* DATA PROVIDED:

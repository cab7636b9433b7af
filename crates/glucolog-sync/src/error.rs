//! Error types for glucolog-sync.

use std::path::PathBuf;

/// Result type for glucolog-sync operations.
pub type Result<T> = std::result::Result<T, Error>;

/// Errors a sync task can end with.
///
/// These never reach the caller of a start operation; the coordinator logs
/// them and records them as the task's [`SyncOutcome`](crate::SyncOutcome).
#[derive(Debug, thiserror::Error)]
pub enum Error {
    /// The task observed a cancellation request and stopped.
    #[error("Synchronization cancelled")]
    Cancelled,

    /// Local store error.
    #[error("Store error: {0}")]
    Store(#[from] glucolog_store::Error),

    /// A remote record could not be decoded.
    #[error("Invalid record {path}: {source}")]
    InvalidRecord {
        path: PathBuf,
        source: serde_json::Error,
    },

    /// Serialization error.
    #[error("Serialization error: {0}")]
    Serialization(#[from] serde_json::Error),

    /// IO error.
    #[error("IO error: {0}")]
    Io(#[from] std::io::Error),

    /// Backend-specific failure.
    #[error("Backend error: {0}")]
    Backend(String),
}
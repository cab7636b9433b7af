//! Cloud synchronization coordinator for glucose scan data.
//!
//! The [`SyncCoordinator`] runs at most one background upload or download
//! task at a time against a [`SyncBackend`]. Manual starts always proceed
//! when idle; *triggered* starts (automatic syncs after a scan or on app
//! start) are additionally gated by [`SyncCoordinator::check_if_connected`]:
//!
//! 1. the `auto_sync` preference must be enabled,
//! 2. an active network must be connected or connecting,
//! 3. on a mobile network, `auto_sync_mobile` must be enabled.
//!
//! Refused or redundant starts are silent no-ops; the reason is logged at
//! debug level.
//!
//! # Example
//!
//! ```no_run
//! use std::sync::Arc;
//!
//! use glucolog_store::Store;
//! use glucolog_sync::{
//!     DirectoryBackend, NetworkInfo, NetworkType, StaticConnectivity, SyncCoordinator,
//!     SyncPreferences,
//! };
//! use tokio::sync::Mutex;
//!
//! # async fn run() -> Result<(), Box<dyn std::error::Error>> {
//! let store = Arc::new(Mutex::new(Store::open_default()?));
//! let coordinator = SyncCoordinator::new(
//!     Arc::new(DirectoryBackend::new(store, "/mnt/backup/glucolog")),
//!     Arc::new(SyncPreferences::default()),
//!     Arc::new(StaticConnectivity::new(Some(NetworkInfo::connected(NetworkType::Wifi)))),
//! );
//!
//! coordinator.start_triggered_upload();
//! let status = coordinator.subscribe().wait_idle().await;
//! println!("sync finished: {:?}", status.last_outcome);
//! # Ok(())
//! # }
//! ```

pub mod backend;
pub mod connectivity;
pub mod coordinator;
pub mod directory;
pub mod error;
pub mod preferences;

pub use backend::{SyncBackend, SyncContext, SyncDirection};
pub use connectivity::{Connectivity, NetworkInfo, NetworkState, NetworkType, StaticConnectivity};
pub use coordinator::{
    SyncCoordinator, SyncObserver, SyncOutcome, SyncRefusal, SyncStatus, SyncSubscription,
    check_sync_gate,
};
pub use directory::DirectoryBackend;
pub use error::{Error, Result};
pub use preferences::{AUTO_SYNC, AUTO_SYNC_MOBILE, Preferences, SyncPreferences};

* TASK OBJECTIVE: Which of the lines in the data contain the string "StaticConnectivity"? Return each one.

* REPLY:
//!     DirectoryBackend, NetworkInfo, NetworkType, StaticConnectivity, SyncCoordinator,
//!     Arc::new(StaticConnectivity::new(Some(NetworkInfo::connected(NetworkType::Wifi)))),
pub use connectivity::{Connectivity, NetworkInfo, NetworkState, NetworkType, StaticConnectivity};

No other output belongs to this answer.